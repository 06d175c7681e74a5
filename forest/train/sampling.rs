use crate::{error::try_alloc, TrainError};
use rand::Rng;
use rand_xoshiro::{rand_core::SeedableRng, Xoshiro256PlusPlus};

/// The rows a single tree is trained on.
#[derive(Debug)]
pub struct Sample {
	/// The selected row indexes in ascending order. A row drawn k times appears k times.
	pub examples_index: Vec<usize>,
	/// `oob_mask[i]` is true if row `i` was never drawn.
	pub oob_mask: Vec<bool>,
}

impl Sample {
	/// The out-of-bag rows in ascending order.
	pub fn oob_examples(&self) -> Vec<usize> {
		self.oob_mask
			.iter()
			.enumerate()
			.filter_map(|(example_index, is_oob)| if *is_oob { Some(example_index) } else { None })
			.collect()
	}
}

/// Draw `n_selected` of `n_rows` rows, with replacement if `bootstrap` is true and without replacement otherwise.
pub fn sample(
	n_rows: usize,
	n_selected: usize,
	bootstrap: bool,
	rng: &mut Xoshiro256PlusPlus,
) -> Result<Sample, TrainError> {
	if n_selected == 0 {
		return Err(TrainError::DegenerateSample {
			n_rows,
			fraction: 0.0,
		});
	}
	let mut counts: Vec<u32> = try_alloc(n_rows)?;
	if bootstrap {
		for _ in 0..n_selected {
			counts[rng.gen_range(0..n_rows)] += 1;
		}
	} else {
		for example_index in rand::seq::index::sample(rng, n_rows, n_selected).iter() {
			counts[example_index] = 1;
		}
	}
	let mut examples_index: Vec<usize> = try_alloc(n_selected)?;
	let mut position = 0;
	for (example_index, count) in counts.iter().enumerate() {
		for _ in 0..*count {
			examples_index[position] = example_index;
			position += 1;
		}
	}
	let oob_mask = counts.iter().map(|count| *count == 0).collect();
	Ok(Sample {
		examples_index,
		oob_mask,
	})
}

/// Draw `n_candidates` distinct feature indexes out of `n_features`, returned in ascending order.
pub fn choose_features(
	n_features: usize,
	n_candidates: usize,
	rng: &mut Xoshiro256PlusPlus,
) -> Vec<usize> {
	if n_candidates >= n_features {
		return (0..n_features).collect();
	}
	let mut feature_indexes = rand::seq::index::sample(rng, n_features, n_candidates).into_vec();
	feature_indexes.sort_unstable();
	feature_indexes
}

/// Create one random number generator per tree. Each tree's generator starts 2^128 steps after the previous tree's, so the trees' streams never overlap and do not depend on which thread grows which tree.
pub fn tree_rngs(seed: u64, n_trees: usize) -> Vec<Xoshiro256PlusPlus> {
	let mut rng = Xoshiro256PlusPlus::seed_from_u64(seed);
	(0..n_trees)
		.map(|_| {
			let tree_rng = rng.clone();
			rng.jump();
			tree_rng
		})
		.collect()
}

#[test]
fn test_bootstrap_sample() {
	let mut rng = Xoshiro256PlusPlus::seed_from_u64(0);
	let sample = sample(100, 100, true, &mut rng).unwrap();
	assert_eq!(sample.examples_index.len(), 100);
	assert!(sample
		.examples_index
		.windows(2)
		.all(|window| window[0] <= window[1]));
	// Rows are out-of-bag exactly when they were never selected.
	for example_index in 0..100 {
		let selected = sample.examples_index.contains(&example_index);
		assert_eq!(sample.oob_mask[example_index], !selected);
	}
	let n_oob = sample.oob_mask.iter().filter(|is_oob| **is_oob).count();
	assert!(n_oob > 0 && n_oob < 100);
}

#[test]
fn test_sampling_without_replacement() {
	let mut rng = Xoshiro256PlusPlus::seed_from_u64(0);
	let sample = sample(10, 10, false, &mut rng).unwrap();
	assert_eq!(sample.examples_index, (0..10).collect::<Vec<_>>());
	assert!(sample.oob_mask.iter().all(|is_oob| !is_oob));
	let sample = self::sample(10, 4, false, &mut rng).unwrap();
	assert_eq!(sample.examples_index.len(), 4);
	assert_eq!(sample.oob_examples().len(), 6);
}

#[test]
fn test_empty_sample_is_an_error() {
	let mut rng = Xoshiro256PlusPlus::seed_from_u64(0);
	assert!(matches!(
		sample(10, 0, true, &mut rng),
		Err(TrainError::DegenerateSample { n_rows: 10, .. })
	));
}

#[test]
fn test_tree_oob_sets_are_reproducible() {
	let oob_sets = |seed| -> Vec<Vec<usize>> {
		tree_rngs(seed, 3)
			.iter_mut()
			.map(|rng| sample(10, 10, true, rng).unwrap().oob_examples())
			.collect()
	};
	let first = oob_sets(42);
	let second = oob_sets(42);
	assert_eq!(first, second);
	// Every tree has its own stream.
	assert!(first[0] != first[1] || first[1] != first[2]);
	// Each set is the complement of that tree's selected rows.
	let mut rng = tree_rngs(42, 3).remove(1);
	let sample = sample(10, 10, true, &mut rng).unwrap();
	for example_index in first[1].iter() {
		assert!(!sample.examples_index.contains(example_index));
	}
}

#[test]
fn test_half_sample_oob_rows_complement_drawn_rows() {
	use crate::{options::Task, TrainOptions};
	use std::collections::BTreeSet;
	let options = TrainOptions {
		n_trees: 1,
		observations_per_tree_fraction: 0.5,
		..Default::default()
	}
	.resolve(Task::Regression, 20, 1)
	.unwrap();
	assert_eq!(options.n_rows_per_tree, 10);
	assert!(options.bootstrap);
	let mut rng = tree_rngs(options.seed, options.n_trees).remove(0);
	let sample = sample(20, options.n_rows_per_tree, options.bootstrap, &mut rng).unwrap();
	assert_eq!(sample.examples_index.len(), 10);
	let drawn: BTreeSet<usize> = sample.examples_index.iter().copied().collect();
	let oob: BTreeSet<usize> = sample.oob_examples().into_iter().collect();
	assert!(drawn.is_disjoint(&oob));
	let all: BTreeSet<usize> = drawn.union(&oob).copied().collect();
	assert_eq!(all, (0..20).collect::<BTreeSet<usize>>());
	assert!(oob.len() >= 10);
}

#[test]
fn test_choose_features() {
	let mut rng = Xoshiro256PlusPlus::seed_from_u64(0);
	assert_eq!(choose_features(4, 4, &mut rng), vec![0, 1, 2, 3]);
	let feature_indexes = choose_features(10, 3, &mut rng);
	assert_eq!(feature_indexes.len(), 3);
	assert!(feature_indexes
		.windows(2)
		.all(|window| window[0] < window[1]));
}
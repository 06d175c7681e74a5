use canopy_forest::{
	Classifier, KillChip, Node, Regressor, ResultsToCompute, ThreadPoolOptions, TrainContext,
	TrainError, TrainOptions, TrainProgress, VariableImportance,
};
use ndarray::prelude::*;
use num_traits::ToPrimitive;

/// Rows of three features in [0, 1) from a fixed linear congruential sequence, so the tests do not depend on any random number generator.
fn synthetic_features(n_rows: usize) -> Array2<f32> {
	let mut state: u64 = 12345;
	Array2::from_shape_fn((n_rows, 3), |_| {
		state = state
			.wrapping_mul(6364136223846793005)
			.wrapping_add(1442695040888963407);
		((state >> 40).to_f64().unwrap() / (1u64 << 24).to_f64().unwrap())
			.to_f32()
			.unwrap()
	})
}

fn context(n_threads: usize) -> TrainContext<'static> {
	TrainContext {
		thread_pool: ThreadPoolOptions::with_n_threads(n_threads),
		..Default::default()
	}
}

#[test]
fn test_single_tree_memorizes_distinct_values() {
	let features = Array2::from_shape_fn((10, 1), |(i, _)| (i + 1).to_f32().unwrap());
	let labels = features.column(0).to_owned();
	let options = TrainOptions {
		n_trees: 1,
		bootstrap: false,
		observations_per_tree_fraction: 1.0,
		min_observations_in_leaf_node: Some(1),
		features_per_node: Some(1),
		max_bins: 10,
		..Default::default()
	};
	let model =
		Regressor::train(features.view(), labels.view(), None, &options, context(2)).unwrap();
	let tree = &model.trees[0];
	assert_eq!(tree.n_leaves(), 10);
	let mut leaf_values: Vec<f32> = tree
		.nodes
		.iter()
		.filter_map(|node| match node {
			Node::Leaf(leaf) => Some(leaf.value),
			Node::Branch(_) => None,
		})
		.collect();
	leaf_values.sort_by(|a, b| a.partial_cmp(b).unwrap());
	assert_eq!(leaf_values, labels.to_vec());
	let mut predictions = Array1::zeros(10);
	model.predict(features.view(), predictions.view_mut());
	assert_eq!(predictions, labels);
}

#[test]
fn test_identical_responses_grow_single_leaf_trees() {
	let features = synthetic_features(200);
	let labels = Array1::from_elem(200, 3.5f32);
	let options = TrainOptions {
		n_trees: 5,
		..Default::default()
	};
	let model =
		Regressor::train(features.view(), labels.view(), None, &options, context(2)).unwrap();
	assert_eq!(model.trees.len(), 5);
	for tree in model.trees.iter() {
		assert_eq!(tree.nodes.len(), 1);
		match &tree.nodes[0] {
			Node::Leaf(leaf) => {
				assert_eq!(leaf.value, 3.5);
				assert_eq!(leaf.impurity, 0.0);
			}
			Node::Branch(_) => panic!("expected a leaf"),
		}
	}
}

#[test]
fn test_zero_fraction_fails_before_training() {
	let features = synthetic_features(50);
	let labels = Array1::zeros(50);
	let options = TrainOptions {
		observations_per_tree_fraction: 0.0,
		..Default::default()
	};
	let mut progress_reported = false;
	let mut update_progress = |_: TrainProgress| progress_reported = true;
	let result = Regressor::train(
		features.view(),
		labels.view(),
		None,
		&options,
		TrainContext {
			update_progress: Some(&mut update_progress),
			..Default::default()
		},
	);
	assert!(matches!(
		result,
		Err(TrainError::DegenerateSample { n_rows: 50, .. })
	));
	assert!(!progress_reported);
}

#[test]
fn test_forest_does_not_depend_on_thread_count() {
	let n_rows = 40_000;
	let features = synthetic_features(n_rows);
	let labels = features.map_axis(Axis(1), |row| row[0] * 4.0 + (row[1] * 10.0).sin() + row[2]);
	let options = TrainOptions {
		n_trees: 4,
		max_tree_depth: 6,
		seed: 42,
		variable_importance: VariableImportance::MdaScaled,
		results_to_compute: ResultsToCompute {
			oob_error: true,
			oob_error_per_observation: true,
		},
		..Default::default()
	};
	let train = |n_threads| {
		let model = Regressor::train(
			features.view(),
			labels.view(),
			None,
			&options,
			context(n_threads),
		)
		.unwrap();
		serde_json::to_string(&model).unwrap()
	};
	assert_eq!(train(1), train(4));
}

#[test]
fn test_classifier_does_not_depend_on_thread_count() {
	let n_rows = 20_000;
	let features = synthetic_features(n_rows);
	let labels = features.map_axis(Axis(1), |row| {
		if row[0] + row[1] < 0.7 {
			0usize
		} else if row[2] < 0.5 {
			1
		} else {
			2
		}
	});
	let options = TrainOptions {
		n_trees: 6,
		max_tree_depth: 8,
		variable_importance: VariableImportance::Mdi,
		results_to_compute: ResultsToCompute {
			oob_error: true,
			oob_error_per_observation: false,
		},
		..Default::default()
	};
	let train = |n_threads| {
		let model = Classifier::train(
			features.view(),
			labels.view(),
			3,
			None,
			&options,
			context(n_threads),
		)
		.unwrap();
		serde_json::to_string(&model).unwrap()
	};
	assert_eq!(train(1), train(3));
}

#[test]
fn test_memory_saving_mode_grows_the_same_forest() {
	let features = synthetic_features(1000);
	let labels = features.map_axis(Axis(1), |row| row[1] * 2.0 - row[2]);
	let options = TrainOptions {
		n_trees: 7,
		results_to_compute: ResultsToCompute {
			oob_error: true,
			oob_error_per_observation: true,
		},
		variable_importance: VariableImportance::Mdi,
		..Default::default()
	};
	let model =
		Regressor::train(features.view(), labels.view(), None, &options, context(2)).unwrap();
	let memory_saving_options = TrainOptions {
		memory_saving_mode: true,
		..options.clone()
	};
	let memory_saving_model = Regressor::train(
		features.view(),
		labels.view(),
		None,
		&memory_saving_options,
		context(2),
	)
	.unwrap();
	assert_eq!(
		serde_json::to_string(&model).unwrap(),
		serde_json::to_string(&memory_saving_model).unwrap()
	);
}

#[test]
fn test_classifier_separates_classes() {
	let features = Array2::from_shape_fn((100, 2), |(i, j)| (i * (j + 1)).to_f32().unwrap());
	let labels = Array1::from_shape_fn(100, |i| if i < 50 { 0 } else { 1 });
	let options = TrainOptions {
		n_trees: 3,
		bootstrap: false,
		results_to_compute: ResultsToCompute {
			oob_error: true,
			oob_error_per_observation: false,
		},
		..Default::default()
	};
	let model = Classifier::train(
		features.view(),
		labels.view(),
		2,
		None,
		&options,
		context(2),
	)
	.unwrap();
	assert_eq!(model.predict(features.view()), labels);
	let mut probabilities = Array2::zeros((100, 2));
	model.predict_probabilities(features.view(), probabilities.view_mut());
	assert_eq!(probabilities.row(0).to_vec(), vec![1.0, 0.0]);
	assert_eq!(probabilities.row(99).to_vec(), vec![0.0, 1.0]);
	// Without bootstrap every row is in every tree, so no row is ever out of bag.
	assert_eq!(model.oob_error, None);
}

#[test]
fn test_two_bin_feature_grows_a_single_split() {
	let features = Array2::from_shape_fn((8, 1), |(i, _)| (i % 2).to_f32().unwrap());
	let labels = Array1::from_shape_fn(8, |i| i % 2);
	let options = TrainOptions {
		n_trees: 1,
		bootstrap: false,
		..Default::default()
	};
	let model = Classifier::train(
		features.view(),
		labels.view(),
		2,
		None,
		&options,
		context(2),
	)
	.unwrap();
	let tree = &model.trees[0];
	assert_eq!(tree.nodes.len(), 3);
	match &tree.nodes[0] {
		Node::Branch(branch) => {
			assert_eq!(branch.feature_index, 0);
			assert_eq!(branch.split_value, 0.0);
			assert_eq!(branch.impurity_decrease, 0.5);
		}
		Node::Leaf(_) => panic!("expected the root to split"),
	}
	for node in tree.nodes[1..].iter() {
		match node {
			Node::Leaf(leaf) => assert_eq!(leaf.impurity, 0.0),
			Node::Branch(_) => panic!("expected a leaf"),
		}
	}
	assert_eq!(model.predict(features.view()), labels);
}

#[test]
fn test_oob_error_and_importances() {
	let features = synthetic_features(2000);
	let labels = features.map_axis(Axis(1), |row| if row[1] < 0.5 { 0usize } else { 1 });
	let options = TrainOptions {
		n_trees: 40,
		features_per_node: Some(3),
		variable_importance: VariableImportance::MdaRaw,
		results_to_compute: ResultsToCompute {
			oob_error: true,
			oob_error_per_observation: true,
		},
		..Default::default()
	};
	let model = Classifier::train(
		features.view(),
		labels.view(),
		2,
		None,
		&options,
		context(4),
	)
	.unwrap();
	assert!(model.oob_error.unwrap() < 0.05);
	let oob_error_per_observation = model.oob_error_per_observation.unwrap();
	assert_eq!(oob_error_per_observation.len(), 2000);
	// With 40 bootstrapped trees, every row is out of bag for some tree.
	assert!(oob_error_per_observation
		.iter()
		.all(|error| *error == 0.0 || *error == 1.0));
	let importances = model.variable_importances.unwrap();
	assert!(importances[1] > importances[0]);
	assert!(importances[1] > importances[2]);
}

#[test]
fn test_mdi_ranks_the_signal_feature_first() {
	let features = synthetic_features(1000);
	let labels = features.column(2).mapv(|value| value * 10.0);
	let options = TrainOptions {
		n_trees: 10,
		features_per_node: Some(3),
		variable_importance: VariableImportance::Mdi,
		..Default::default()
	};
	let model =
		Regressor::train(features.view(), labels.view(), None, &options, context(2)).unwrap();
	let importances = model.variable_importances.unwrap();
	assert_eq!(importances.len(), 3);
	assert!(importances[2] > 10.0 * importances[0]);
	assert!(importances[2] > 10.0 * importances[1]);
}

#[test]
fn test_zero_weight_rows_do_not_move_leaf_values() {
	let features = Array2::from_elem((3, 1), 1.0f32);
	let labels = arr1(&[1.0f32, 2.0, 100.0]);
	let weights = arr1(&[1.0f32, 1.0, 0.0]);
	let options = TrainOptions {
		n_trees: 1,
		bootstrap: false,
		..Default::default()
	};
	let model = Regressor::train(
		features.view(),
		labels.view(),
		Some(weights.view()),
		&options,
		context(1),
	)
	.unwrap();
	match &model.trees[0].nodes[0] {
		Node::Leaf(leaf) => assert_eq!(leaf.value, 1.5),
		Node::Branch(_) => panic!("expected a leaf"),
	}
}

#[test]
fn test_cancellation() {
	let features = synthetic_features(500);
	let labels = features.column(0).to_owned();
	let options = TrainOptions::default();

	// A chip activated before training starts.
	let kill_chip = KillChip::default();
	kill_chip.activate();
	let result = Regressor::train(
		features.view(),
		labels.view(),
		None,
		&options,
		TrainContext {
			kill_chip: Some(&kill_chip),
			..Default::default()
		},
	);
	assert!(matches!(result, Err(TrainError::Cancelled)));

	// A chip activated once tree growth has started.
	let kill_chip = KillChip::default();
	let worker_kill_chip = kill_chip.clone();
	let mut update_progress = move |progress: TrainProgress| {
		if let TrainProgress::Training(_) = progress {
			worker_kill_chip.activate();
		}
	};
	let result = Regressor::train(
		features.view(),
		labels.view(),
		None,
		&options,
		TrainContext {
			kill_chip: Some(&kill_chip),
			update_progress: Some(&mut update_progress),
			..Default::default()
		},
	);
	assert!(matches!(result, Err(TrainError::Cancelled)));
}

#[test]
fn test_progress_reaches_the_number_of_trees() {
	let features = synthetic_features(300);
	let labels = features.column(1).to_owned();
	let options = TrainOptions {
		n_trees: 9,
		..Default::default()
	};
	let mut progress_counters = Vec::new();
	let mut update_progress = |progress: TrainProgress| progress_counters.push(progress);
	Regressor::train(
		features.view(),
		labels.view(),
		None,
		&options,
		TrainContext {
			update_progress: Some(&mut update_progress),
			..Default::default()
		},
	)
	.unwrap();
	assert_eq!(progress_counters.len(), 2);
	match &progress_counters[1] {
		TrainProgress::Training(progress_counter) => {
			assert_eq!(progress_counter.total(), 9);
			assert_eq!(progress_counter.get(), 9);
		}
		TrainProgress::Initializing(_) => panic!("expected the training progress"),
	}
}

#[test]
fn test_invalid_labels() {
	let features = synthetic_features(10);
	let labels = Array1::from_elem(10, 2usize);
	let result = Classifier::train(
		features.view(),
		labels.view(),
		2,
		None,
		&TrainOptions::default(),
		TrainContext::default(),
	);
	let error = result.unwrap_err();
	insta::assert_snapshot!(error.to_string(), @"invalid input: the label 2 is not less than n_classes = 2");
}

#[test]
fn test_options_from_partial_json() {
	let options: TrainOptions =
		serde_json::from_str(r#"{"n_trees": 3, "variable_importance": "mda_scaled"}"#).unwrap();
	assert_eq!(
		options,
		TrainOptions {
			n_trees: 3,
			variable_importance: VariableImportance::MdaScaled,
			..Default::default()
		}
	);
	insta::assert_snapshot!(serde_json::to_string_pretty(&TrainOptions::default()).unwrap(), @r###"
	{
	  "n_trees": 100,
	  "observations_per_tree_fraction": 1.0,
	  "features_per_node": null,
	  "max_tree_depth": 0,
	  "min_observations_in_leaf_node": null,
	  "min_observations_in_split_node": 2,
	  "impurity_threshold": 0.0,
	  "min_impurity_decrease_in_split_node": 0.0,
	  "seed": 777,
	  "bootstrap": true,
	  "variable_importance": "none",
	  "results_to_compute": {
	    "oob_error": false,
	    "oob_error_per_observation": false
	  },
	  "memory_saving_mode": false,
	  "max_bins": 256,
	  "min_bin_size": 5,
	  "binning_strategy": "quantiles",
	  "class_impurity": "gini"
	}
	"###);
}
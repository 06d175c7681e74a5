use super::StreamingMetric;
use num_traits::ToPrimitive;

/// The arithmetic mean of a stream of values, accumulated in `f64`.
#[derive(Clone, Debug, Default)]
pub struct Mean {
	n: u64,
	sum: f64,
}

impl StreamingMetric<'_> for Mean {
	type Input = f64;
	type Output = Option<f64>;

	fn update(&mut self, value: f64) {
		self.n += 1;
		self.sum += value;
	}

	fn merge(&mut self, other: Self) {
		self.n += other.n;
		self.sum += other.sum;
	}

	fn finalize(self) -> Self::Output {
		if self.n == 0 {
			None
		} else {
			Some(self.sum / self.n.to_f64().unwrap())
		}
	}
}

#[test]
fn test_mean_merge() {
	let mut a = Mean::default();
	a.update(1.0);
	a.update(2.0);
	let mut b = Mean::default();
	b.update(6.0);
	a.merge(b);
	assert_eq!(a.finalize(), Some(3.0));
	assert_eq!(Mean::default().finalize(), None);
}
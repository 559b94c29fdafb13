//! API feature generation for call-site references.

use super::naming::strip_aw_suffix;
use super::types::Feature;
use crate::error::{FeatureError, Result};

/// Expand a call-site API name into every spelling a rule may use.
///
/// For `kernel32.CreateFileA` this yields:
///   - `kernel32.CreateFileA`
///   - `kernel32.CreateFile`
///   - `CreateFileA`
///   - `CreateFile`
///
/// Names with more than one `.` are rejected before anything is generated.
/// Output is not deduplicated.
pub fn generate_api_features(apiname: &str, va: u64) -> Result<Vec<(Feature, u64)>> {
    let separators = apiname.matches('.').count();
    if separators > 1 {
        return Err(FeatureError::malformed_api_name(apiname, separators));
    }

    let mut out = Vec::with_capacity(4);
    out.push((Feature::api(apiname), va));

    if let Some(base) = strip_aw_suffix(apiname) {
        out.push((Feature::api(base), va));
    }

    // Strip the module so rules that name only the import still match.
    if let Some((_module, symbol)) = apiname.split_once('.') {
        out.push((Feature::api(symbol), va));

        if let Some(base) = strip_aw_suffix(symbol) {
            out.push((Feature::api(base), va));
        }
    }

    Ok(out)
}
//! Logging and tracing setup for symfeat.
//!
//! The library only emits `tracing` events; embedding applications call
//! one of the `init_*` functions (or install their own subscriber) to see them.

use std::sync::Once;
use tracing::info;
use tracing_subscriber::{
    fmt::{self, format::FmtSpan},
    layer::SubscriberExt,
    util::SubscriberInitExt,
    EnvFilter,
};

static INIT: Once = Once::new();

fn default_filter() -> EnvFilter {
    EnvFilter::try_from_default_env().unwrap_or_else(|_| EnvFilter::new("info"))
}

/// Initialize the global tracing subscriber.
///
/// Subsequent calls are ignored, as is the case where another subscriber
/// has already been installed by the host application.
pub fn init_tracing() {
    INIT.call_once(|| {
        let fmt_layer = fmt::layer()
            .with_span_events(FmtSpan::CLOSE)
            .with_target(true)
            .with_thread_ids(true)
            .with_file(true)
            .with_line_number(true);

        if tracing_subscriber::registry()
            .with(default_filter())
            .with(fmt_layer)
            .try_init()
            .is_ok()
        {
            info!("symfeat tracing initialized");
        }
    });
}

/// Initialize tracing with JSON output for structured logging.
pub fn init_tracing_json() {
    INIT.call_once(|| {
        let fmt_layer = fmt::layer()
            .json()
            .with_span_events(FmtSpan::CLOSE)
            .with_target(true)
            .with_thread_ids(true)
            .with_file(true)
            .with_line_number(true)
            .with_current_span(true);

        if tracing_subscriber::registry()
            .with(default_filter())
            .with(fmt_layer)
            .try_init()
            .is_ok()
        {
            info!("symfeat tracing initialized (JSON mode)");
        }
    });
}

/// Create an info-level span for a batch operation.
#[macro_export]
macro_rules! span_trace {
    ($name:expr) => {
        tracing::info_span!($name)
    };
    ($name:expr, $($field:tt)*) => {
        tracing::info_span!($name, $($field)*)
    };
}

/// Log an error and hand it back, for use in `map_err`.
#[macro_export]
macro_rules! log_error {
    ($err:expr) => {{
        let e = $err;
        tracing::error!(error = %e, "Operation failed");
        e
    }};
    ($err:expr, $msg:expr) => {{
        let e = $err;
        tracing::error!(error = %e, message = $msg, "Operation failed");
        e
    }};
}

Work order: Go through the entries above and copy every line containing "only".

Task answer:
    // Strip the module so rules that name only the import still match.
//! The library only emits `tracing` events; embedding applications call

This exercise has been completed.